Collected data:
● ● ●

use thiserror::Error;

/// Canonical result type for backup operations.
pub type Result<T> = std::result::Result<T, BackupError>;

/// Canonical error type for a backup run.
///
/// Variants carry a pre-formatted message naming the failing step and,
/// where it exists, the (collection, node) pair, so errors stay useful
/// after they cross the retry loop.
#[derive(Debug, Error)]
pub enum BackupError {
    /// Forward or reverse DNS resolution failed.
    #[error("resolve error: {0}")]
    Resolve(String),

    /// Discovery could not produce a usable node set.
    #[error("discovery error: {0}")]
    Discovery(String),

    /// The snapshot management API rejected or failed a request.
    #[error("snapshot API error: {0}")]
    Api(String),

    /// Snapshot download failed before or during streaming.
    #[error("download error: {0}")]
    Download(String),

    /// Object storage failure.
    #[error("storage error: {0}")]
    Storage(String),

    /// I/O error in the compression pipe.
    #[error("I/O error: {0}")]
    Io(#[from] std::io::Error),

    /// Invalid configuration.
    #[error("configuration error: {0}")]
    Config(String),
}
//! Fan-out of backup tasks across the collections × nodes cross-product.

use std::sync::atomic::{AtomicUsize, Ordering};
use std::sync::Arc;

use chrono::Utc;
use flate2::Compression;
use object_store::path::Path as ObjectPath;
use object_store::ObjectStore;
use tokio::sync::Semaphore;
use tokio::task::JoinSet;
use tracing::{error, info, warn};

use crate::discovery::Node;
use crate::error::Result;
use crate::retry::{retry_with_backoff, RetryPolicy};
use crate::snapshots::remove_all_snapshots;
use crate::transfer::upload_compressed;

/// Outcome counters for one full run.
#[derive(Debug, Clone, Copy, PartialEq, Eq)]
pub struct RunReport {
    /// Tasks issued: |collections| × |nodes|.
    pub total: usize,
    /// Tasks that finished successfully.
    pub successes: usize,
}

impl RunReport {
    pub fn all_succeeded(&self) -> bool {
        self.successes == self.total
    }
}

/// Sortable second-precision prefix shared by every upload of one run.
///
/// A fresh prefix per invocation keeps failed runs from colliding with
/// retried runs.
pub fn run_prefix() -> String {
    Utc::now().format("%Y-%m-%dT%H%M%S").to_string()
}

/// Drives one backup pass across every (collection, node) pair.
pub struct BackupOrchestrator {
    store: Arc<dyn ObjectStore>,
    policy: RetryPolicy,
    level: Compression,
    key_prefix: String,
    max_concurrency: Option<usize>,
}

impl BackupOrchestrator {
    pub fn new(
        store: Arc<dyn ObjectStore>,
        policy: RetryPolicy,
        level: Compression,
        key_prefix: String,
    ) -> Self {
        Self {
            store,
            policy,
            level,
            key_prefix,
            max_concurrency: None,
        }
    }

    /// Cap the number of simultaneously running tasks.
    pub fn with_max_concurrency(mut self, limit: usize) -> Self {
        self.max_concurrency = Some(limit);
        self
    }

    /// Object-store key for one (collection, node) pair in this run.
    ///
    /// Deterministic for the run, so retries of a task always target the
    /// same key.
    fn upload_key(&self, collection: &str, node: &Node) -> ObjectPath {
        ObjectPath::from(format!(
            "{}/{}/{}.snapshot.gz",
            self.key_prefix, collection, node.name
        ))
    }

    /// Launch every task and wait for all of them to finish.
    ///
    /// Tasks are independent; one pair exhausting its retries never
    /// cancels its siblings. Success accounting goes through an atomic
    /// counter shared by all tasks.
    pub async fn run(&self, collections: &[String], nodes: &[Node]) -> RunReport {
        let total = collections.len() * nodes.len();
        let successes = Arc::new(AtomicUsize::new(0));
        let semaphore = self
            .max_concurrency
            .map(|limit| Arc::new(Semaphore::new(limit)));

        let mut tasks = JoinSet::new();
        for collection in collections {
            for node in nodes {
                let collection = collection.clone();
                let node = node.clone();
                let store = Arc::clone(&self.store);
                let policy = self.policy.clone();
                let level = self.level;
                let key = self.upload_key(&collection, &node);
                let successes = Arc::clone(&successes);
                let semaphore = semaphore.clone();

                tasks.spawn(async move {
                    // The semaphore lives for the whole run and is never
                    // closed, so acquire cannot fail.
                    let _permit = match &semaphore {
                        Some(semaphore) => {
                            Some(semaphore.acquire().await.expect("semaphore closed"))
                        }
                        None => None,
                    };

                    let outcome = retry_with_backoff(&policy, || {
                        backup_node(store.as_ref(), &node, &collection, &key, level)
                    })
                    .await;

                    match outcome {
                        Ok(()) => {
                            successes.fetch_add(1, Ordering::SeqCst);
                        }
                        Err(err) => {
                            error!(
                                collection = %collection,
                                node = %node.name,
                                error = %err,
                                "could not back up after all retries"
                            );
                        }
                    }
                });
            }
        }

        while let Some(joined) = tasks.join_next().await {
            if let Err(err) = joined {
                error!(error = %err, "backup task panicked");
            }
        }

        RunReport {
            total,
            successes: successes.load(Ordering::SeqCst),
        }
    }
}

/// One backup attempt: cleanup, create, stream-upload, trailing cleanup.
async fn backup_node(
    store: &dyn ObjectStore,
    node: &Node,
    collection: &str,
    key: &ObjectPath,
    level: Compression,
) -> Result<()> {
    info!(collection, node = %node.name, "removing stale snapshots to free disk space");
    remove_all_snapshots(node.api.as_ref(), collection).await?;

    info!(collection, node = %node.name, "creating snapshot");
    let snapshot = node.api.create_snapshot(collection).await?;

    info!(collection, node = %node.name, snapshot = %snapshot.name, "uploading snapshot");
    let body = node.api.download_snapshot(collection, &snapshot.name).await?;
    upload_compressed(store, key, body, level).await?;

    info!(collection, node = %node.name, "cleaning up");
    if let Err(err) = remove_all_snapshots(node.api.as_ref(), collection).await {
        // The snapshot is already durably uploaded; a stray snapshot on
        // the node is a resource leak, not a failed backup.
        warn!(collection, node = %node.name, error = %err, "trailing cleanup failed");
    }

    Ok(())
}
//! sifforge-lib: core orchestration for container image builds
//!
//! This crate provides the control logic for building, testing, and
//! publishing a set of container images from declarative definition files:
//! - `resolve`: expand requested names and groups into concrete targets
//! - `gate`: decide whether an existing artifact makes a build unnecessary
//! - `pipeline`: bounded-parallel per-target build/test/push state machine
//! - `backend`: adapter over the external container-build tool

pub mod backend;
pub mod config;
pub mod gate;
pub mod pipeline;
pub mod resolve;
pub mod target;
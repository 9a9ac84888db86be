//! Build target records and lifecycle states.

use std::path::PathBuf;

/// One named container-image build unit.
///
/// Created by the resolver; identifier and paths never change afterwards.
/// The worker that owns a target during a run tracks its live status and
/// reports it in the per-target [`Outcome`](crate::pipeline::Outcome).
#[derive(Debug, Clone, PartialEq, Eq)]
pub struct Target {
  /// Target identifier, e.g. an OS/variant tag like `debian12`.
  pub name: String,

  /// Path to the definition file the build backend consumes.
  pub definition: PathBuf,

  /// Path of the image artifact this target produces.
  pub output: PathBuf,
}

impl Target {
  pub fn new(name: impl Into<String>, definition: PathBuf, output: PathBuf) -> Self {
    Self {
      name: name.into(),
      definition,
      output,
    }
  }
}

/// Lifecycle state of a target within a single run.
///
/// Transitions are monotonic: `Pending → Building → Testing → Pushing →
/// Done`, with `Skipped` reachable only from `Pending` (artifact gate) and
/// `Failed` reachable from any active stage. Terminal states are never
/// re-entered.
#[derive(Debug, Clone, Copy, PartialEq, Eq)]
pub enum TargetStatus {
  Pending,
  Building,
  Testing,
  Pushing,
  Done,
  Skipped,
  Failed,
}

impl TargetStatus {
  pub fn is_terminal(self) -> bool {
    matches!(self, TargetStatus::Done | TargetStatus::Skipped | TargetStatus::Failed)
  }
}

impl std::fmt::Display for TargetStatus {
  fn fmt(&self, f: &mut std::fmt::Formatter<'_>) -> std::fmt::Result {
    let s = match self {
      TargetStatus::Pending => "pending",
      TargetStatus::Building => "building",
      TargetStatus::Testing => "testing",
      TargetStatus::Pushing => "pushing",
      TargetStatus::Done => "done",
      TargetStatus::Skipped => "skipped",
      TargetStatus::Failed => "failed",
    };
    write!(f, "{}", s)
  }
}
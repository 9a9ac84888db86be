//! Implementation of the `sifforge info` command.

use anyhow::Result;

use crate::output;

pub fn cmd_info() -> Result<()> {
  output::print_info(&format!("sifforge v{}", env!("CARGO_PKG_VERSION")));
  output::print_stat("OS", std::env::consts::OS);
  output::print_stat("Arch", std::env::consts::ARCH);
  Ok(())
}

● ● ●

Exercise goal => The lines above that hold the word "Skipped" are the ones to copy.

Task response =>
/// Done`, with `Skipped` reachable only from `Pending` (artifact gate) and
  Skipped,
    matches!(self, TargetStatus::Done | TargetStatus::Skipped | TargetStatus::Failed)
      TargetStatus::Skipped => "skipped",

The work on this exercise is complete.